Michael Taylor, Chronicle Staff Writer



To those who knew him, it seemed Duane Garrett had everything to live
for. Yet one day last summer, Garrett parked his car near the Golden
Gate Bridge, walked out to the north tower and jumped to the rocks
below.

A legendary and tireless campaigner for the Democratic Party, 48,
appeared to be on top of the world. A popular radio talk- show host,
he was also a lawyer and, as the president of Richard Wolffers
Auctions, an ardent collector and dealer of stamps and sports
memorabilia -- engines of his livelihood and the passion of his
eclectic soul.

On July 26, Garrett had told friends, he was to clinch a
multimillion-dollar deal to sell valuable sports memorabilia -- the
old bats, baseballs and jerseys dear to collectors' hearts -- to a
museum at Disney World's new sports complex in Florida.

The Disney deal was supposed to be worth anywhere from $2 million to
$8 million -- ``it was all he could talk about for the last six
months,'' one friend said -- and a meeting had been scheduled for 11
a.m.

Eleven o'clock came and went. Garrett never showed up, and the Disney
dealers were nowhere around.

If there was such a deal, nobody except Garrett knew the details. The
Disney spokesmen said later they had never heard of Duane Garrett. The
Disney deal, his friends say now, may have been something only Garrett
knew of and in retrospect they wonder if it was simply a self
delusion.

His body was found that afternoon, floating in the waters where he
often took politicians and friends fishing for salmon on his boat,
Laura, named for his older daughter. In his car was a letter to his
lawyer, indicating ``increasing and compounding stress,'' as the Marin
County coroner put it. Stunned is a word that barely describes the
reaction of Garrett's friends.

``In the last week, before he died, I saw no difference in him,'' one
close friend said. ``I saw no sign of it and nobody in his office saw
any sign of it.''

``If you were going to make a list of the people in the world you'd
not expect to take their life, Duane would lead that list in my
mind,'' said John Vlahos, a partner in Garrett's old law firm.

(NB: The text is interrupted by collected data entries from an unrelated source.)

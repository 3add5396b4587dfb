//! Status effects - instances, the per-character table and lifecycle hooks

mod effects;
mod engine;

pub use effects::{EffectDuration, StatusEffectInstance, StatusEffects};
pub use engine::{
    absorb_damage, aggro_modifier, apply_effect, apply_mark_bonus, mark_bonus, process_turn_end,
    process_turn_start, remove_effect,
};
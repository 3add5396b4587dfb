//! Player class definitions

use crate::ability::AbilityData;
use crate::character::CharacterData;
use crate::stats::CharacterStats;
use crate::types::{AbilityTab, AbilityTag, CharacterClass, DamageType, Element, TargetType};

/// Build a fresh level 1 character of the given class
pub fn create_character(name: &str, class: CharacterClass) -> CharacterData {
    let data = CharacterData::new(name, class, base_stats(class))
        .with_ability(signature_ability(class))
        .with_passive(signature_passive(class))
        .with_abilities(generic_abilities());

    match class {
        CharacterClass::Wizard => data.with_default_element(Element::Arcane),
        _ => data,
    }
}

pub fn base_stats(class: CharacterClass) -> CharacterStats {
    match class {
        //                                          END STA INT STR DEX WIL ARM MRS INI
        CharacterClass::Warrior => CharacterStats::new(8, 5, 2, 7, 4, 3, 6, 2, 4),
        CharacterClass::Rogue => CharacterStats::new(4, 7, 3, 5, 8, 3, 3, 3, 7),
        CharacterClass::Ranger => CharacterStats::new(5, 6, 3, 4, 7, 4, 3, 3, 6),
        CharacterClass::Priest => CharacterStats::new(7, 3, 7, 3, 3, 7, 5, 5, 3),
        CharacterClass::Wizard => CharacterStats::new(3, 2, 9, 2, 4, 8, 1, 4, 5),
        CharacterClass::Warlock => CharacterStats::new(5, 3, 8, 3, 3, 7, 2, 6, 4),
    }
}

/// The one class ability every new character starts with
pub fn signature_ability(class: CharacterClass) -> AbilityData {
    match class {
        CharacterClass::Warrior => AbilityData::skill(
            "Crushing Blow",
            "A powerful strike that deals bonus damage.",
            12,
            3,
        ),
        CharacterClass::Rogue => {
            AbilityData::attack("Quick Stab", "A fast attack that uses only a short action.", 6, 0)
                .short_action(1)
        }
        CharacterClass::Ranger => AbilityData::skill(
            "Mark",
            "Marks an enemy, boosting all attacks against it.",
            5,
            2,
        )
        .with_tag(AbilityTag::Mark),
        CharacterClass::Priest => AbilityData::spell(
            "Word of Protection",
            "Creates a small shield that absorbs damage for an ally.",
            8,
            4,
            Element::Holy,
        )
        .with_target(TargetType::SingleAlly)
        .with_tag(AbilityTag::WordOfProtection),
        CharacterClass::Wizard => AbilityData::spell(
            "Magic Bolt",
            "A bolt of magic that takes the school of the last spell used.",
            10,
            4,
            Element::Arcane,
        )
        .with_tag(AbilityTag::MagicBolt),
        CharacterClass::Warlock => AbilityData {
            tab: AbilityTab::Spells,
            damage_type: DamageType::Magical,
            element: Element::Shadow,
            ..AbilityData::stance("Ritual", "Sacrifice HP to gain mana.", AbilityTag::Ritual)
        }
        .with_hp_cost(5),
    }
}

pub fn signature_passive(class: CharacterClass) -> AbilityData {
    match class {
        CharacterClass::Warrior => AbilityData::passive("Tough", "Gains bonus HP from Endurance."),
        CharacterClass::Rogue => AbilityData::passive("Evasive", "Increased dodge chance."),
        CharacterClass::Ranger => {
            AbilityData::passive("Keen Eye", "Increased accuracy and crit chance.")
        }
        CharacterClass::Priest => AbilityData::passive("Faith", "Healing spells are more effective."),
        CharacterClass::Wizard => AbilityData::passive("Arcane Affinity", "Spells cost less mana."),
        CharacterClass::Warlock => AbilityData::passive("Dark Pact", "Gains mana when taking damage."),
    }
}

/// Actions every class shares
pub fn generic_abilities() -> Vec<AbilityData> {
    vec![
        AbilityData::quick_action("Swap Position", "Switch grid position with an ally.")
            .with_target(TargetType::SingleAlly)
            .excluding_self()
            .with_tag(AbilityTag::Swap),
        AbilityData::stance(
            "Anticipate",
            "Act with priority next turn, but lose 1 short action.",
            AbilityTag::Anticipate,
        ),
        AbilityData::stance(
            "Prepare",
            "Recover resources. Acts last next turn.",
            AbilityTag::Prepare,
        ),
        AbilityData::stance(
            "Protect",
            "Increase chance of being targeted.",
            AbilityTag::Protect,
        ),
        AbilityData::stance("Hide", "Decrease chance of being targeted.", AbilityTag::Hide),
    ]
}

``The suicide was just so stunning and incomprehensible,'' said
longtime Garrett friend Phil Schaefer. ``He was a link between
communities and he helped people see the big picture. Here was a
person who built bridges, not leaped from them.''

``In his heart, Duane was P.T. Barnum -- the Barnum who always had to
stand in the center ring,'' Senator Dianne Feinstein said. ``He was
enormously talented, he was fun to be with, and he had a sense of
humor.'' Garrett was campaign chairman for Feinstein's senate and
gubernatorial races.

``Duane mastered more worlds than most men enter in a lifetime,'' Vice
President Al Gore said after Garrett died. That was Garrett's public
image.

Privately, Garrett was a man who had spent the better part of the past
year in an elaborate and desperate attempt to stay one step ahead of
the poorhouse as business deal after business deal apparently fell
through and he borrowed more and more money, in a futile effort to
stave off his rapidly escalating debts.

When he jumped from the bridge, Garrett owed more than $4 million (the
total may go as high as $7 million), most of it to banks and the rest
to friends -- the rich and the not-so-rich -- who had lent him money
over the year. After he died, court records showed, however, that his
known assets were probably less than $600,000, most of it in his
house. Garrett was strapped -- he was inexorably going under. Floating
lifeless and battered in San Francisco Bay was hardly the kind of
denouement anyone expected of the bright, witty boy who grew up in San
Francisco. His father ran a high-quality ice cream shop on Alemany
Boulevard. The family later moved to Pacifica, where Garrett plunged
into sports, playing football on the high school team. He graduated
summa cum laude from the University of California at Santa Barbara in
1969.

Three years later, he took a degree from UC's Boalt Hall School of Law
in Berkeley and joined the San Francisco firm of Hanson Bridgett
Marcus Vlahos & Rudy.

``He was a real rainmaker,'' said KGO-AM talk show host Bernie Ward.
``He could go through a room and know everybody in it, a whole room
full of clients or potential clients.''

He practiced law as diligently as he cast a fishing line -- one friend
said Garrett's first house, in Pacifica, was ideal because Garrett
could cast his lure out toward the ocean.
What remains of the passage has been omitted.